Canada's Liberal government has proposed a nationwide ban on cryptocurrency ATMs, describing the machines as a primary vehicle for fraud and money laundering, as data and law enforcement agencies report rising financial losses linked to the devices.
Canada's federal government has announced plans to ban cryptocurrency ATMs across the country, arguing the machines have become a preferred tool for scammers targeting Canadians and for those seeking to launder illicit funds.
The proposal, reported on Tuesday, positions the Liberal government as one of the first major Western governments to pursue an outright prohibition on crypto ATMs — physical kiosks that allow users to buy or sell digital currencies with cash, typically with minimal identity verification requirements.
Authorities say the machines' relative anonymity and ease of use make them attractive to fraudsters. In common scam scenarios, victims are instructed to deposit cash into a crypto ATM and send the resulting funds to an address controlled by criminals — a process that is fast, difficult to reverse, and hard to trace. Law enforcement agencies have increasingly flagged these transactions in connection with romance scams, emergency impersonation fraud, and other schemes that disproportionately affect older Canadians.

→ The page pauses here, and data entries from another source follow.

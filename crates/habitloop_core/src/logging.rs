//! Rolling file logging bootstrap.
//!
//! # Responsibility
//! - Start the `flexi_logger` file backend at most once per process.
//! - Capture panics as sanitized log events.
//!
//! # Invariants
//! - Initialization never panics.
//! - Repeating initialization with the same level and directory is a no-op.
//! - Switching level or directory after initialization is rejected.
//! - Engine events carry ids, outcomes and durations only; obligation titles
//!   and tags never reach the log.

use crate::config::LoggingConfig;
use flexi_logger::{Cleanup, Criterion, FileSpec, Logger, LoggerHandle, Naming, WriteMode};
use log::{error, info};
use once_cell::sync::OnceCell;
use std::path::{Path, PathBuf};
use thiserror::Error;

const LOG_FILE_BASENAME: &str = "habitloop";
const MAX_LOG_FILE_SIZE_BYTES: u64 = 10 * 1024 * 1024;
const MAX_LOG_FILES: usize = 5;
const MAX_PANIC_PAYLOAD_CHARS: usize = 160;

static LOGGING_STATE: OnceCell<LoggingState> = OnceCell::new();
static PANIC_HOOK_INSTALLED: OnceCell<()> = OnceCell::new();

struct LoggingState {
    level: &'static str,
    log_dir: PathBuf,
    _logger: LoggerHandle,
}

#[derive(Debug, Error)]
pub enum LoggingError {
    #[error("unsupported log level `{0}`; expected trace|debug|info|warn|error")]
    UnsupportedLevel(String),
    #[error("log directory must be a non-empty absolute path, got `{0}`")]
    InvalidDirectory(PathBuf),
    #[error("failed to create log directory `{path}`: {source}")]
    CreateDirectory {
        path: PathBuf,
        #[source]
        source: std::io::Error,
    },
    #[error("logging already initialized with {setting} `{active}`; refusing to switch to `{requested}`")]
    AlreadyInitialized {
        setting: &'static str,
        active: String,
        requested: String,
    },
    #[error("failed to start logger: {0}")]
    Backend(#[from] flexi_logger::FlexiLoggerError),
}

/// Starts rolling file logs under `log_dir` at `level`.
///
/// # Errors
/// - `UnsupportedLevel` / `InvalidDirectory` on bad arguments.
/// - `AlreadyInitialized` when a different level or directory is active.
/// - `CreateDirectory` / `Backend` when the file sink cannot start.
pub fn init_logging(level: &str, log_dir: impl AsRef<Path>) -> Result<(), LoggingError> {
    let normalized_level = normalize_level(level)?;
    let normalized_dir = normalize_log_dir(log_dir.as_ref())?;

    if let Some(state) = LOGGING_STATE.get() {
        return ensure_same_settings(state, normalized_level, &normalized_dir);
    }

    let state = LOGGING_STATE.get_or_try_init(|| -> Result<LoggingState, LoggingError> {
        std::fs::create_dir_all(&normalized_dir).map_err(|source| {
            LoggingError::CreateDirectory {
                path: normalized_dir.clone(),
                source,
            }
        })?;

        let logger = Logger::try_with_str(normalized_level)?
            .log_to_file(
                FileSpec::default()
                    .directory(normalized_dir.as_path())
                    .basename(LOG_FILE_BASENAME),
            )
            .rotate(
                Criterion::Size(MAX_LOG_FILE_SIZE_BYTES),
                Naming::Numbers,
                Cleanup::KeepLogFiles(MAX_LOG_FILES),
            )
            .write_mode(WriteMode::BufferAndFlush)
            .append()
            .format_for_files(flexi_logger::detailed_format)
            .start()?;

        install_panic_hook_once();

        info!(
            "event=core_init module=core status=ok level={} log_dir={} version={}",
            normalized_level,
            normalized_dir.display(),
            env!("CARGO_PKG_VERSION")
        );

        Ok(LoggingState {
            level: normalized_level,
            log_dir: normalized_dir.clone(),
            _logger: logger,
        })
    })?;

    ensure_same_settings(state, normalized_level, &normalized_dir)
}

/// Starts file logging from the `[logging]` section.
///
/// Returns `Ok(false)` when no directory is configured.
pub fn init_logging_from_config(config: &LoggingConfig) -> Result<bool, LoggingError> {
    match &config.dir {
        Some(dir) => init_logging(&config.level, dir).map(|()| true),
        None => Ok(false),
    }
}

/// Active `(level, log_dir)`, or `None` before initialization.
pub fn logging_status() -> Option<(&'static str, PathBuf)> {
    LOGGING_STATE
        .get()
        .map(|state| (state.level, state.log_dir.clone()))
}

/// `debug` in debug builds, `info` in release builds.
pub fn default_log_level() -> &'static str {
    if cfg!(debug_assertions) {
        "debug"
    } else {
        "info"
    }
}

fn ensure_same_settings(
    state: &LoggingState,
    level: &'static str,
    log_dir: &Path,
) -> Result<(), LoggingError> {
    if state.log_dir != log_dir {
        return Err(LoggingError::AlreadyInitialized {
            setting: "directory",
            active: state.log_dir.display().to_string(),
            requested: log_dir.display().to_string(),
        });
    }
    if state.level != level {
        return Err(LoggingError::AlreadyInitialized {
            setting: "level",
            active: state.level.to_string(),
            requested: level.to_string(),
        });
    }
    Ok(())
}

fn normalize_level(level: &str) -> Result<&'static str, LoggingError> {
    match level.trim().to_ascii_lowercase().as_str() {
        "trace" => Ok("trace"),
        "debug" => Ok("debug"),
        "info" => Ok("info"),
        "warn" | "warning" => Ok("warn"),
        "error" => Ok("error"),
        other => Err(LoggingError::UnsupportedLevel(other.to_string())),
    }
}

fn normalize_log_dir(log_dir: &Path) -> Result<PathBuf, LoggingError> {
    if log_dir.as_os_str().is_empty() || !log_dir.is_absolute() {
        return Err(LoggingError::InvalidDirectory(log_dir.to_path_buf()));
    }
    Ok(log_dir.to_path_buf())
}

fn install_panic_hook_once() {
    if PANIC_HOOK_INSTALLED.get().is_some() {
        return;
    }

    let previous_hook = std::panic::take_hook();
    std::panic::set_hook(Box::new(move |panic_info| {
        let location = panic_info
            .location()
            .map(|loc| format!("{}:{}", loc.file(), loc.line()))
            .unwrap_or_else(|| "unknown".to_string());
        let payload = panic_payload_summary(panic_info);
        error!(
            "event=panic_captured module=core status=error location={} payload={}",
            location, payload
        );
        previous_hook(panic_info);
    }));

    let _ = PANIC_HOOK_INSTALLED.set(());
}

fn panic_payload_summary(info: &std::panic::PanicHookInfo<'_>) -> String {
    let payload = if let Some(message) = info.payload().downcast_ref::<&str>() {
        (*message).to_string()
    } else if let Some(message) = info.payload().downcast_ref::<String>() {
        message.clone()
    } else {
        "non-string panic payload".to_string()
    };

    sanitize_message(&payload, MAX_PANIC_PAYLOAD_CHARS)
}

/// Flattens to one line and caps at `max_chars`.
fn sanitize_message(value: &str, max_chars: usize) -> String {
    let normalized = value.replace(['\n', '\r'], " ");
    let mut truncated = normalized.chars().take(max_chars).collect::<String>();
    if normalized.chars().count() > max_chars {
        truncated.push_str("...");
    }
    truncated
}

#[cfg(test)]
mod tests {
    use super::*;

    #[test]
    fn normalize_level_accepts_known_values() {
        assert_eq!(normalize_level("TRACE").unwrap(), "trace");
        assert_eq!(normalize_level(" warning ").unwrap(), "warn");
        assert!(matches!(
            normalize_level("verbose"),
            Err(LoggingError::UnsupportedLevel(level)) if level == "verbose"
        ));
    }

    #[test]
    fn normalize_log_dir_rejects_relative_and_empty_paths() {
        assert!(matches!(
            normalize_log_dir(Path::new("logs/dev")),
            Err(LoggingError::InvalidDirectory(_))
        ));
        assert!(matches!(
            normalize_log_dir(Path::new("")),
            Err(LoggingError::InvalidDirectory(_))
        ));
    }

    #[test]
    fn sanitize_message_flattens_and_truncates() {
        let sanitized = sanitize_message("first\nsecond\rthird", 10);
        assert!(!sanitized.contains('\n'));
        assert!(!sanitized.contains('\r'));
        assert_eq!(sanitized, "first seco...");
    }

    #[test]
    fn config_without_directory_skips_file_logging() {
        let config = LoggingConfig {
            level: "info".to_string(),
            dir: None,
        };
        assert!(!init_logging_from_config(&config).unwrap());
    }

    #[test]
    fn init_is_idempotent_and_rejects_conflicting_settings() {
        let first = tempfile::tempdir().expect("temp dir");
        let second = tempfile::tempdir().expect("temp dir");

        init_logging("info", first.path()).expect("first init");
        init_logging("info", first.path()).expect("same settings are idempotent");

        let level_err = init_logging("debug", first.path()).expect_err("level conflict");
        assert!(matches!(
            level_err,
            LoggingError::AlreadyInitialized {
                setting: "level",
                ..
            }
        ));

        let dir_err = init_logging("info", second.path()).expect_err("directory conflict");
        assert!(matches!(
            dir_err,
            LoggingError::AlreadyInitialized {
                setting: "directory",
                ..
            }
        ));

        let (level, dir) = logging_status().expect("logging active");
        assert_eq!(level, "info");
        assert_eq!(dir, first.path());
    }
}
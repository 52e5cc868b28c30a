use habitloop_core::db::migrations::latest_version;
use habitloop_core::db::{open_db, open_db_in_memory, DbError};
use habitloop_core::{RepoError, SqlitePeriodStore};
use rusqlite::Connection;

#[test]
fn open_db_in_memory_applies_all_migrations() {
    let conn = open_db_in_memory().unwrap();

    assert_eq!(schema_version(&conn), latest_version());
    assert_table_exists(&conn, "obligations");
    assert_table_exists(&conn, "obligation_tags");
    assert_table_exists(&conn, "periods");
    assert_table_exists(&conn, "entries");
}

#[test]
fn opening_same_database_twice_is_idempotent() {
    let dir = tempfile::tempdir().unwrap();
    let path = dir.path().join("habitloop.db");

    let conn_first = open_db(&path).unwrap();
    assert_eq!(schema_version(&conn_first), latest_version());
    drop(conn_first);

    let conn_second = open_db(&path).unwrap();
    assert_eq!(schema_version(&conn_second), latest_version());
    assert_table_exists(&conn_second, "periods");
}

#[test]
fn file_database_uses_wal_journal() {
    let dir = tempfile::tempdir().unwrap();
    let conn = open_db(dir.path().join("wal.db")).unwrap();
    let mode: String = conn
        .query_row("PRAGMA journal_mode;", [], |row| row.get(0))
        .unwrap();
    assert_eq!(mode.to_ascii_lowercase(), "wal");
}

#[test]
fn opening_database_with_newer_schema_version_returns_error() {
    let dir = tempfile::tempdir().unwrap();
    let path = dir.path().join("future.db");

    let conn = Connection::open(&path).unwrap();
    conn.execute_batch("PRAGMA user_version = 999;").unwrap();
    drop(conn);

    let err = open_db(&path).unwrap_err();
    match err {
        DbError::UnsupportedSchemaVersion {
            db_version,
            latest_supported,
        } => {
            assert_eq!(db_version, 999);
            assert_eq!(latest_supported, latest_version());
        }
        other => panic!("unexpected error: {other}"),
    }
}

#[test]
fn store_rejects_unmigrated_connection() {
    let conn = Connection::open_in_memory().unwrap();
    let err = SqlitePeriodStore::try_new(&conn).unwrap_err();
    match err {
        RepoError::UninitializedConnection {
            expected_version,
            actual_version,
        } => {
            assert_eq!(expected_version, latest_version());
            assert_eq!(actual_version, 0);
        }
        other => panic!("unexpected error: {other}"),
    }
}

#[test]
fn store_rejects_schema_drift() {
    let conn = Connection::open_in_memory().unwrap();
    conn.execute_batch(&format!(
        "CREATE TABLE obligations (uuid TEXT PRIMARY KEY);
         PRAGMA user_version = {};",
        latest_version()
    ))
    .unwrap();

    let err = SqlitePeriodStore::try_new(&conn).unwrap_err();
    assert!(matches!(
        err,
        RepoError::MissingRequiredColumn {
            table: "obligations",
            column: "owner_uuid"
        }
    ));
}

#[test]
fn second_active_period_is_rejected_by_storage() {
    let conn = open_db_in_memory().unwrap();
    conn.execute_batch(
        "INSERT INTO obligations (uuid, owner_uuid, kind, title, recurrence, difficulty, status, created_at)
         VALUES ('o1', 'u1', 'daily', 'Read', 'daily', 'easy', 'active', 0);
         INSERT INTO periods (uuid, obligation_uuid, period_type, start_at, end_at, is_active, outcome)
         VALUES ('p1', 'o1', 'daily', 0, 86400000, 1, 'pending');",
    )
    .unwrap();

    let second = conn.execute(
        "INSERT INTO periods (uuid, obligation_uuid, period_type, start_at, end_at, is_active, outcome)
         VALUES ('p2', 'o1', 'daily', 86400000, 172800000, 1, 'pending');",
        [],
    );
    assert!(second.is_err());

    let finalized = conn.execute(
        "INSERT INTO periods (uuid, obligation_uuid, period_type, start_at, end_at, is_active, outcome)
         VALUES ('p0', 'o1', 'daily', -86400000, 0, 0, 'expired');",
        [],
    );
    assert_eq!(finalized.unwrap(), 1);
}

fn schema_version(conn: &Connection) -> u32 {
    conn.query_row("PRAGMA user_version;", [], |row| row.get(0))
        .unwrap()
}

fn assert_table_exists(conn: &Connection, table_name: &str) {
    let exists: i64 = conn
        .query_row(
            "SELECT EXISTS(
                SELECT 1
                FROM sqlite_master
                WHERE type = 'table' AND name = ?1
            );",
            [table_name],
            |row| row.get(0),
        )
        .unwrap();
    assert_eq!(exists, 1, "table {table_name} does not exist");
}
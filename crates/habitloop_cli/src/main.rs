//! Command-line host for the habitloop engine.
//!
//! # Responsibility
//! - Open a database file and drive the engine operations.
//! - Act as the external sweep trigger (`habitloop sweep`) for cron jobs.
//! - Print results as JSON for scripting.

use chrono::{DateTime, Utc};
use clap::{Parser, Subcommand, ValueEnum};
use habitloop_core::{
    init_logging_from_config, open_db, Difficulty, EngineConfig, HabitEngine, Obligation,
    ObligationId, ObligationKind, ObligationListQuery, OwnerId, PeriodId, RecurrenceRule,
    SqlitePeriodStore, SweepScope, SystemClock,
};
use serde_json::json;
use std::error::Error;
use std::path::PathBuf;

const DEFAULT_DB_PATH: &str = "habitloop.sqlite3";

#[derive(Debug, Parser)]
#[command(name = "habitloop", version, about = "Habit and daily period tracker")]
struct Cli {
    /// SQLite database file. Overrides `[database] path`.
    #[arg(long, global = true)]
    db: Option<PathBuf>,
    /// TOML config file.
    #[arg(long, global = true)]
    config: Option<PathBuf>,
    #[command(subcommand)]
    command: Command,
}

#[derive(Debug, Subcommand)]
enum Command {
    /// Create an obligation
    Add {
        #[arg(long)]
        owner: OwnerId,
        #[arg(long, value_enum)]
        kind: KindArg,
        #[arg(long)]
        title: String,
        /// always | daily[/N] | weekly[/N] | monthly[/N]
        #[arg(long, default_value = "daily")]
        cadence: RecurrenceRule,
        /// Completions required per period
        #[arg(long)]
        target: Option<u32>,
        #[arg(long, value_enum, default_value_t = DifficultyArg::Easy)]
        difficulty: DifficultyArg,
        #[arg(long = "tag")]
        tags: Vec<String>,
    },
    /// List obligations
    List {
        #[arg(long)]
        owner: Option<OwnerId>,
        /// Include archived obligations
        #[arg(long)]
        all: bool,
    },
    /// Archive an obligation
    Archive { id: ObligationId },
    /// Restore an archived obligation
    Restore { id: ObligationId },
    /// Show (and open if needed) the period covering now
    Current { id: ObligationId },
    /// Complete an obligation now
    Complete { id: ObligationId },
    /// Record a completion before the current window
    Backfill {
        id: ObligationId,
        /// RFC 3339 instant, e.g. 2024-01-01T10:00:00Z
        #[arg(long)]
        at: DateTime<Utc>,
    },
    /// Force a pending period to success
    Finalize { period: PeriodId },
    /// Expire elapsed periods
    Sweep {
        #[arg(long, conflicts_with = "obligation")]
        owner: Option<OwnerId>,
        #[arg(long)]
        obligation: Option<ObligationId>,
    },
    /// Show streak and completion statistics
    Streak { id: ObligationId },
    /// Show period and entry history
    History { id: ObligationId },
}

#[derive(Debug, Clone, Copy, PartialEq, Eq, ValueEnum)]
enum KindArg {
    Habit,
    Daily,
}

#[derive(Debug, Clone, Copy, PartialEq, Eq, ValueEnum)]
enum DifficultyArg {
    Trivial,
    Easy,
    Medium,
    Hard,
}

impl From<KindArg> for ObligationKind {
    fn from(value: KindArg) -> Self {
        match value {
            KindArg::Habit => Self::Habit,
            KindArg::Daily => Self::Daily,
        }
    }
}

impl From<DifficultyArg> for Difficulty {
    fn from(value: DifficultyArg) -> Self {
        match value {
            DifficultyArg::Trivial => Self::Trivial,
            DifficultyArg::Easy => Self::Easy,
            DifficultyArg::Medium => Self::Medium,
            DifficultyArg::Hard => Self::Hard,
        }
    }
}

fn main() {
    let cli = Cli::parse();
    if let Err(err) = run(cli) {
        eprintln!("error: {err}");
        std::process::exit(1);
    }
}

fn run(cli: Cli) -> Result<(), Box<dyn Error>> {
    let config = match &cli.config {
        Some(path) => EngineConfig::load(path)?,
        None => EngineConfig::default(),
    };
    init_logging_from_config(&config.logging)?;

    let db_path = resolve_db_path(cli.db.as_ref(), &config);
    let conn = open_db(&db_path)?;
    let store = SqlitePeriodStore::try_new(&conn)?;
    let engine = HabitEngine::new(store, SystemClock, config);

    let output = match cli.command {
        Command::Add {
            owner,
            kind,
            title,
            cadence,
            target,
            difficulty,
            tags,
        } => {
            let mut obligation = Obligation::new(owner, kind.into(), title, cadence, engine.now())
                .with_difficulty(difficulty.into())
                .with_tags(tags);
            obligation.target = target;
            json!(engine.create_obligation(&obligation)?)
        }
        Command::List { owner, all } => {
            let query = ObligationListQuery {
                owner_id: owner,
                include_archived: all,
            };
            json!(engine.list_obligations(&query)?)
        }
        Command::Archive { id } => {
            engine.archive_obligation(id)?;
            json!({ "id": id, "status": "archived" })
        }
        Command::Restore { id } => {
            engine.restore_obligation(id)?;
            json!({ "id": id, "status": "active" })
        }
        Command::Current { id } => json!(engine.get_or_create_active_period(id)?),
        Command::Complete { id } => json!(engine.complete_obligation(id)?),
        Command::Backfill { id, at } => json!(engine.record_adhoc_completion(id, at)?),
        Command::Finalize { period } => json!(engine.complete_and_finalize(period)?),
        Command::Sweep { owner, obligation } => {
            json!(engine.finalize_expired_periods(sweep_scope(owner, obligation))?)
        }
        Command::Streak { id } => json!({
            "streak": engine.get_streak(id)?,
            "stats": engine.get_stats(id)?,
        }),
        Command::History { id } => json!({
            "periods": engine.list_periods(id)?,
            "entries": engine.list_entries(id)?,
        }),
    };

    println!("{}", serde_json::to_string_pretty(&output)?);
    Ok(())
}

fn resolve_db_path(flag: Option<&PathBuf>, config: &EngineConfig) -> PathBuf {
    flag.or(config.database.path.as_ref())
        .cloned()
        .unwrap_or_else(|| PathBuf::from(DEFAULT_DB_PATH))
}

fn sweep_scope(owner: Option<OwnerId>, obligation: Option<ObligationId>) -> SweepScope {
    match (owner, obligation) {
        (_, Some(obligation_id)) => SweepScope::Obligation(obligation_id),
        (Some(owner_id), None) => SweepScope::Owner(owner_id),
        (None, None) => SweepScope::All,
    }
}
use chrono::{DateTime, NaiveDate, TimeDelta, Utc};
use habitloop_core::repo::ObligationRepository;
use habitloop_core::{
    open_db_in_memory, Calendar, CompletionService, EngineError, Obligation, ObligationKind,
    PeriodLifecycleService, RecurrenceRule, SqlitePeriodStore, StreakService, SweepScope,
};
use uuid::Uuid;

fn at(text: &str) -> DateTime<Utc> {
    DateTime::parse_from_rfc3339(text).unwrap().with_timezone(&Utc)
}

fn daily(store: &SqlitePeriodStore<'_>) -> Obligation {
    let obligation = Obligation::new(
        Uuid::new_v4(),
        ObligationKind::Daily,
        "Stretch",
        RecurrenceRule::daily(1).unwrap(),
        at("2024-01-01T00:00:00Z"),
    );
    store.create_obligation(&obligation).unwrap();
    obligation
}

/// Plays one day per flag starting 2024-01-01: complete at noon when `true`,
/// otherwise open the window and let the next day's sweep expire it.
fn play_days(
    completions: &CompletionService<SqlitePeriodStore<'_>>,
    obligation: &Obligation,
    days: &[bool],
) {
    let first_noon = at("2024-01-01T12:00:00Z");
    for (index, completed) in days.iter().enumerate() {
        let noon = first_noon + TimeDelta::days(index as i64);
        if *completed {
            completions.complete_obligation(obligation.id, noon).unwrap();
        } else {
            completions
                .lifecycle()
                .get_or_create_active_period(obligation, noon)
                .unwrap();
        }
        completions
            .lifecycle()
            .finalize_expired_periods(SweepScope::All, noon + TimeDelta::hours(12))
            .unwrap();
    }
}

#[test]
fn success_success_expired_success_gives_current_one_longest_two() {
    let conn = open_db_in_memory().unwrap();
    let store = SqlitePeriodStore::try_new(&conn).unwrap();
    let completions = CompletionService::new(PeriodLifecycleService::new(store, Calendar::utc()));
    let streaks = StreakService::new(store, Calendar::utc());
    let obligation = daily(&store);

    play_days(&completions, &obligation, &[true, true, false, true]);

    let streak = streaks
        .get_streak(obligation.id, at("2024-01-04T18:00:00Z"))
        .unwrap();
    assert_eq!(streak.current_streak, 1);
    assert_eq!(streak.longest_streak, 2);
    assert_eq!(
        streak.last_completed_date,
        Some(NaiveDate::from_ymd_opt(2024, 1, 4).unwrap())
    );
    assert!(streak.is_active_today);

    let tomorrow = streaks
        .get_streak(obligation.id, at("2024-01-05T08:00:00Z"))
        .unwrap();
    assert_eq!(tomorrow.current_streak, 1);
    assert!(!tomorrow.is_active_today);
}

#[test]
fn unswept_missed_day_still_ends_current_streak() {
    let conn = open_db_in_memory().unwrap();
    let store = SqlitePeriodStore::try_new(&conn).unwrap();
    let completions = CompletionService::new(PeriodLifecycleService::new(store, Calendar::utc()));
    let streaks = StreakService::new(store, Calendar::utc());
    let obligation = daily(&store);

    completions
        .complete_obligation(obligation.id, at("2024-01-01T12:00:00Z"))
        .unwrap();
    completions
        .complete_obligation(obligation.id, at("2024-01-02T12:00:00Z"))
        .unwrap();

    let on_time = streaks
        .get_streak(obligation.id, at("2024-01-03T20:00:00Z"))
        .unwrap();
    assert_eq!(on_time.current_streak, 2);

    let late = streaks
        .get_streak(obligation.id, at("2024-01-04T00:00:00Z"))
        .unwrap();
    assert_eq!(late.current_streak, 0);
    assert_eq!(late.longest_streak, 2);
}

#[test]
fn several_completions_in_one_period_count_once() {
    let conn = open_db_in_memory().unwrap();
    let store = SqlitePeriodStore::try_new(&conn).unwrap();
    let completions = CompletionService::new(PeriodLifecycleService::new(store, Calendar::utc()));
    let streaks = StreakService::new(store, Calendar::utc());
    let obligation = Obligation::new(
        Uuid::new_v4(),
        ObligationKind::Habit,
        "Pushups",
        RecurrenceRule::daily(1).unwrap(),
        at("2024-01-01T00:00:00Z"),
    )
    .with_target(2);
    store.create_obligation(&obligation).unwrap();

    for time in ["2024-01-01T08:00:00Z", "2024-01-01T20:00:00Z", "2024-01-02T08:00:00Z", "2024-01-02T09:00:00Z"] {
        completions.complete_obligation(obligation.id, at(time)).unwrap();
    }

    let streak = streaks
        .get_streak(obligation.id, at("2024-01-02T10:00:00Z"))
        .unwrap();
    assert_eq!(streak.current_streak, 2);
    assert_eq!(streak.longest_streak, 2);

    let stats = streaks.get_stats(obligation.id).unwrap();
    assert_eq!(stats.total_periods, 2);
    assert_eq!(stats.successful_periods, 2);
    assert_eq!(stats.total_completions, 4);
    assert!((stats.completion_rate - 1.0).abs() < f64::EPSILON);
}

#[test]
fn history_without_periods_falls_back_to_entries() {
    let conn = open_db_in_memory().unwrap();
    let store = SqlitePeriodStore::try_new(&conn).unwrap();
    let completions = CompletionService::new(PeriodLifecycleService::new(store, Calendar::utc()));
    let streaks = StreakService::new(store, Calendar::utc());
    let obligation = daily(&store);

    let now = at("2024-01-10T12:00:00Z");
    for day in [3, 4, 6, 7, 8] {
        let instant = at("2024-01-01T09:00:00Z") + TimeDelta::days(day);
        completions
            .record_adhoc_completion(obligation.id, instant, now)
            .unwrap();
    }

    // Backfilled through 01-09; today's window is still open.
    let streak = streaks.get_streak(obligation.id, now).unwrap();
    assert_eq!(streak.longest_streak, 3);
    assert_eq!(streak.current_streak, 3);
    assert!(!streak.is_active_today);
}

#[test]
fn stats_and_streak_for_unknown_obligation_fail() {
    let conn = open_db_in_memory().unwrap();
    let store = SqlitePeriodStore::try_new(&conn).unwrap();
    let streaks = StreakService::new(store, Calendar::utc());
    let missing = Uuid::new_v4();

    assert!(matches!(
        streaks.get_streak(missing, at("2024-01-01T00:00:00Z")),
        Err(EngineError::ObligationNotFound(id)) if id == missing
    ));
    assert!(matches!(
        streaks.get_stats(missing),
        Err(EngineError::ObligationNotFound(_))
    ));
}
//! Engine-level error taxonomy.
//!
//! # Responsibility
//! - Give callers one typed error to switch on for every public operation.
//! - Map repository semantics (`NotFound`, `Conflict`) onto engine variants.
//!
//! # Invariants
//! - Persistence failures pass through unmodified inside `EngineError::Repo`.
//! - `ConcurrentModification` is only returned after the bounded retry lost.

use crate::model::obligation::{ObligationId, ObligationValidationError};
use crate::model::period::{PeriodId, PeriodOutcome};
use crate::model::recurrence::RecurrenceError;
use crate::repo::RepoError;
use thiserror::Error;
use uuid::Uuid;

pub type EngineResult<T> = Result<T, EngineError>;

#[derive(Debug, Error)]
pub enum EngineError {
    #[error("obligation not found: {0}")]
    ObligationNotFound(ObligationId),
    #[error("period not found: {0}")]
    PeriodNotFound(PeriodId),
    /// Operation attempted on an archived obligation.
    #[error("obligation is archived: {0}")]
    ObligationArchived(ObligationId),
    #[error("period {period_id} is already finalized as {outcome:?}")]
    PeriodFinalized {
        period_id: PeriodId,
        outcome: PeriodOutcome,
    },
    #[error(transparent)]
    InvalidRecurrenceRule(#[from] RecurrenceError),
    /// A conditional write lost its race; the caller may retry.
    #[error("concurrent modification of {entity} {id}")]
    ConcurrentModification { entity: &'static str, id: Uuid },
    #[error("invalid input: {0}")]
    InvalidInput(String),
    #[error(transparent)]
    Repo(RepoError),
}

impl From<RepoError> for EngineError {
    fn from(value: RepoError) -> Self {
        match value {
            RepoError::NotFound {
                entity: "obligation",
                id,
            } => Self::ObligationNotFound(id),
            RepoError::NotFound {
                entity: "period",
                id,
            } => Self::PeriodNotFound(id),
            RepoError::InvalidRecurrence { source, .. } => Self::InvalidRecurrenceRule(source),
            other => Self::Repo(other),
        }
    }
}

impl From<ObligationValidationError> for EngineError {
    fn from(value: ObligationValidationError) -> Self {
        Self::InvalidInput(value.to_string())
    }
}

impl EngineError {
    /// Whether a retry with fresh state may succeed.
    pub fn is_retryable(&self) -> bool {
        matches!(self, Self::ConcurrentModification { .. })
    }
}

The government did not immediately detail the legislative mechanism or timeline for the ban, but framed the move as a consumer protection measure aimed at shutting down what it called a "primary method" used by scammers to defraud victims.
Canada has one of the largest concentrations of crypto ATMs globally, with thousands of machines operating across the country. The industry has grown rapidly over the past decade, with operators generating revenue through transaction fees that are often substantially higher than those charged by traditional financial institutions or online exchanges.
Crypto ATM operators and some digital-asset advocates are likely to push back against an outright ban, arguing that the machines serve legitimate users — including those without access to conventional banking services — and that fraud is better addressed through stricter operator regulation, enhanced know-your-customer requirements, and transaction limits rather than prohibition.
Several jurisdictions have already moved in that direction. The United Kingdom's Financial Conduct Authority has repeatedly warned that all crypto ATMs operating in the country are doing so illegally without proper registration, while some U.S. states have imposed transaction caps and mandatory fraud warnings on the machines.
Canadian law enforcement and financial crime agencies have reported growing losses tied to crypto ATM-facilitated fraud in recent years, though precise national figures were not immediately available in government statements accompanying the proposal.
Analysis
Why This Matters
- Canadians lose tens of millions of dollars annually to crypto-facilitated fraud, and a ban could directly reduce harm — particularly for elderly and vulnerable victims who are disproportionately targeted in ATM-linked scams.
- If enacted, Canada would become a global benchmark: other countries grappling with similar fraud patterns may follow suit, reshaping the crypto ATM industry internationally.
- The move signals a broader regulatory tightening on cryptocurrency infrastructure in a country that has been relatively crypto-friendly, with implications for the wider digital-asset sector.
Background
Crypto ATMs first appeared in Canada in 2013 — Vancouver hosted the world's first such machine — and the country quickly became one of the densest markets for the devices globally. For years, regulators treated them as a novelty requiring light oversight, but volumes and fraud incidents grew in tandem.
In 2023 and 2024, Canadian anti-fraud agencies and police forces began issuing increasingly urgent public warnings about crypto ATM scams, documenting cases in which victims — often elderly — lost thousands or tens of thousands of dollars in a single transaction after being manipulated by phone or online scammers. Internationally, regulators in the UK and parts of Europe took earlier and more aggressive stances, setting the stage for Canada's current proposal.
The Liberal government's proposal comes amid a federal election period, which may influence both its timing and its prospects for implementation, depending on the election's outcome.
Key Perspectives
Canadian Government: Frames the ban as a straightforward consumer-protection measure, citing law enforcement data linking crypto ATMs to fraud and money laundering. Officials describe the machines as a structural weakness in the financial system that bad actors exploit systematically.
Crypto ATM Operators and Industry Advocates: Likely to argue that prohibition is disproportionate and that tighter regulation — transaction limits, mandatory fraud alerts, stricter identity checks — would address harms without eliminating access for legitimate, unbanked, or underbanked users who rely on cash-based crypto access.
Critics and Skeptics: Some observers note that determined fraudsters will adapt, shifting to other money-movement methods if ATMs disappear. Others question whether a ban can be effectively enforced given the machines' widespread presence, and whether the policy targets the machine or the underlying fraud tactics.
What to Watch
- Whether the proposal survives Canada's federal election and is formally introduced as legislation by the incoming government.
- The reaction from Canada's crypto ATM industry, including any legal challenges or lobbying efforts that could reshape the final policy.
- Whether other high-ATM-density countries — particularly in Europe and Latin America — cite Canada's move as precedent for their own regulatory actions.